我不由抬头看看竹林上空的烈日,现在这种三伏天,山上山下的挑一天水,只怕壮汉也会中暑虚脱吧。
老汉已经瞧着我的表情哈哈大笑:“小姑娘这就开始心疼自家郎君了。”
“不是!”我急急反驳。
“不用再解释啦。老夫是过来人,明白的。放心,老夫也不过是考验考验他罢了。小姑娘,你找了个不错的郎君。”老汉说罢,便将扇子遮在面上,打个哈欠睡起午觉来。
看他倒是舒服惬意,可我和李玢之都还没吃午饭呢!
这大夏天的,我们又没带点心在身边,怕变质,现在眼看着午饭时间都过了,肚子里唱起了空城计。
我捂着肚子又等了会儿,眼看实在饿得慌,便凑到老汉面前轻轻喊了他两声。见他没动静,当机立断站起身钻到刚才老汉倒水的小屋里,然后惊喜地发现里面果然有炉灶,连锅碗瓢盆都一应俱全。更让人惊喜的是,缸里还有些白米,炉灶旁堆着一堆笋,看样子都是今天新挖出来的,尚带着泥土。
再转到屋后一看,我不由恨得牙痒痒。屋后竟然一池清泉,碧冽洌反射着阳光。
这里分明有水,老汉居然还让李玢之一次次从山下挑水上来!
方才还有的一点不好意思顷刻间烟消云散,我很不客气地将灶边的笋洗洗剥剥,切切剁剁,下锅炒、炖、煮、焖、煨,很快就地取材做出一桌朴实风格的笋宴来。
待全部做完,一转身,我吓了一跳,只见刚才还在午睡的老汉竟不知何时已坐到桌前毫不客气地品尝我做的菜,嘴里赞不绝口:“小姑娘手艺不错呀,老夫都被这菜的香气熏醒了。好吃,真好吃!”

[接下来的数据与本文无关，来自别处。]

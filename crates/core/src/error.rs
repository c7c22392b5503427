//! Error taxonomy for the forecasting pipeline.
//!
//! Only faults that abort a run live here. A validation row that finds no
//! matching aggregate key (a join miss) is routine and is counted on the
//! forecast table instead.

use serde::{Deserialize, Serialize};
use std::fmt;
use thiserror::Error;

/// Which input table a record or column belongs to.
#[derive(Debug, Clone, Copy, PartialEq, Eq, Hash, Serialize, Deserialize)]
#[serde(rename_all = "lowercase")]
pub enum Dataset {
    /// Historical booking curves used to build the model aggregates.
    Training,
    /// Booking curves the models are scored against.
    Validation,
}

impl fmt::Display for Dataset {
    fn fmt(&self, f: &mut fmt::Formatter<'_>) -> fmt::Result {
        match self {
            Dataset::Training => write!(f, "training"),
            Dataset::Validation => write!(f, "validation"),
        }
    }
}

/// Domain errors raised while loading, normalizing, or scoring bookings.
#[derive(Debug, Error)]
pub enum ForecastError {
    /// A required column is absent from an input table.
    #[error("{dataset} dataset is missing required column '{column}'")]
    Schema { dataset: Dataset, column: String },

    /// A row could not be parsed or its dates are inconsistent.
    #[error("{dataset} dataset, line {line}: {reason}")]
    MalformedRecord {
        dataset: Dataset,
        line: u64,
        reason: String,
    },

    /// The naive forecast is perfect on every validation row, so no score
    /// can be normalized against it.
    #[error("naive forecast benchmark is zero over {rows} validation rows; model scores are undefined")]
    ZeroBenchmark { rows: usize },
}

impl ForecastError {
    /// Builds a `MalformedRecord` error.
    pub fn malformed(dataset: Dataset, line: u64, reason: impl Into<String>) -> Self {
        Self::MalformedRecord {
            dataset,
            line,
            reason: reason.into(),
        }
    }
}
//! Error types returned by fallible [`crate::RoaringContainer`] operations.

use thiserror::Error;

/// Everything that can go wrong while building, mutating, or combining a
/// [`crate::RoaringContainer`].
///
/// The only *runtime* failure a container can hit is allocator exhaustion; the other
/// variants guard API boundaries against malformed import bytes and aliased operation
/// destinations rather than leaving either as undefined behavior.
#[derive(Error, Debug, Clone, PartialEq, Eq)]
pub enum RoaringError {
    /// Growing the backing buffer, allocating conversion scratch space, or expanding an
    /// intersection destination failed.
    #[error("allocation failed")]
    Alloc,

    /// `import` was handed a byte slice whose length is inconsistent with what its own
    /// header word implies.
    #[error("malformed container bytes: {0}")]
    Malformed(String),

    /// `intersection` or `invert` was asked to write into a destination that is also one
    /// of the sources.
    #[error("destination aliases a source container")]
    AliasedDestination,
}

我冷哼着指指屋后的泉水,伸手要端走菜:“这不是做给你吃的。”
“好了好了,老夫一会儿不再为难你的郎君了可好?”老汉抓紧了盘子不放,告饶道。
这还差不多。我松开了手,老汉立即又抱着盘子吃了起来,脸上露着心满意足的表情。
远远望见门外李玢之刚好挑着水回来,我忙出去朝他招手,他已闻到香味,放下水桶看了眼屋内情形便似明白了经过。
我替他倒了杯水,顺便拉着他去看屋后泉水。他眼中闪过一丝无奈,居然苦笑一下道:“其实我早听到屋后有流水声……”
听到流水声,就是知道屋后有水源,居然还主动替老汉山上山下地挑水?我睁大眼睛看李玢之:“你傻了吗?”
李玢之收起苦笑,玩味地瞥了我一眼:“娘子,这是在心疼为夫?为夫心中甚慰。”
我正低头喝着水,闻言顿时被呛到了,咳个不停:“谁心疼你了?”李玢之但笑不语,我有些尴尬地转身进屋。
“小姑娘,你脸怎么通红?”屋里的老汉一眼望见我问道。